A young person revisits a memory of meeting someone who taught her a valuable lesson about the spirit of friendship
Nothing stood in her way, she worked hard and was thankful for even the smallest of victories.
I met a girl once, with long brown hair and the deepest of deep green eyes. Through that which she lacked, she gained so much more. I was eleven.
Mum sent me to Sunday-School where she thought I could learn the lessons of life. Maybe it worked. What I learned I will never forget.
The girl sat down beside me in a cold steel chair in the cold brick room, on a cold Sunday morning. I stared at the gas heater on the other side of the room; others prayed for those less fortunate, but I prayed for warmth. I gave up and turned towards her - she smiled without hesitation.

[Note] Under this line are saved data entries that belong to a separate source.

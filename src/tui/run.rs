//! TUI entry point and terminal setup.

use std::io;

use crossterm::{
    execute,
    terminal::{disable_raw_mode, enable_raw_mode, EnterAlternateScreen, LeaveAlternateScreen},
};
use ratatui::{prelude::CrosstermBackend, Terminal};
use tracing::info;

use crate::tui::app::App;
use crate::view::TaskListView;

/// Initialise the terminal, run the task list UI and restore the terminal.
pub fn run_tui(view: TaskListView) -> io::Result<()> {
    enable_raw_mode()?;
    let mut stdout = io::stdout();
    execute!(stdout, EnterAlternateScreen)?;
    let backend = CrosstermBackend::new(stdout);
    let mut terminal = Terminal::new(backend)?;

    info!("starting ui");
    let mut app = App::new(view);
    let result = app.run(&mut terminal);

    disable_raw_mode()?;
    execute!(terminal.backend_mut(), LeaveAlternateScreen)?;
    terminal.show_cursor()?;

    result
}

Beneath the din of others talking, we laughed, we joked, we shared stories. She had just been with her Dad on a canoeing adventure. My uncle had taught me how to fish for trout from his yellow ski-boat. The warm discussion made the cold room bearable, and the time passed quickly. We were placed in activity groups based on our age. She was ten. We sat together again. The move exposed us to the cold. Everyone sat rubbing their hands under the table.
Cold, hard lumps of clay were placed before each of us as we were told to use our creativity to make something meaningful. Moving her hands towards the table, what I saw next shocked me at first. Each hand bore nothing more than a little finger, but one which I found could perform the task of five fingers. With her clay, she made a magnificent elephant, a remarkable giraffe, Both made my feeble mouse seem all the more insignificant.
Over the years, our friendship grew stronger as we saw more of one another. I saw her conquer challenges; from flying foxes to doing up shoelaces, using a hammer to putting on watch bands. Nothing stood in her way, she worked hard and was thankful for even the smallest of victories. She laughed when the Reverend gave her the well-meaning "always willing to give a hand" award.
I met a girl once, with long brown hair, and the deepest of deep green eyes. Through that which she lacked, she gained so much more. She let no feature become her shortcoming, no disability disable her; She defied the world to try and make her submit. Least of all in generosity, spirit or diligence.
It was not enough to become ordinary with what she had been given. I don't see her anymore, but I remember her lesson to me as clear as it were yesterday. Fortune doesn't make people. You end up being only as warm as you make yourself.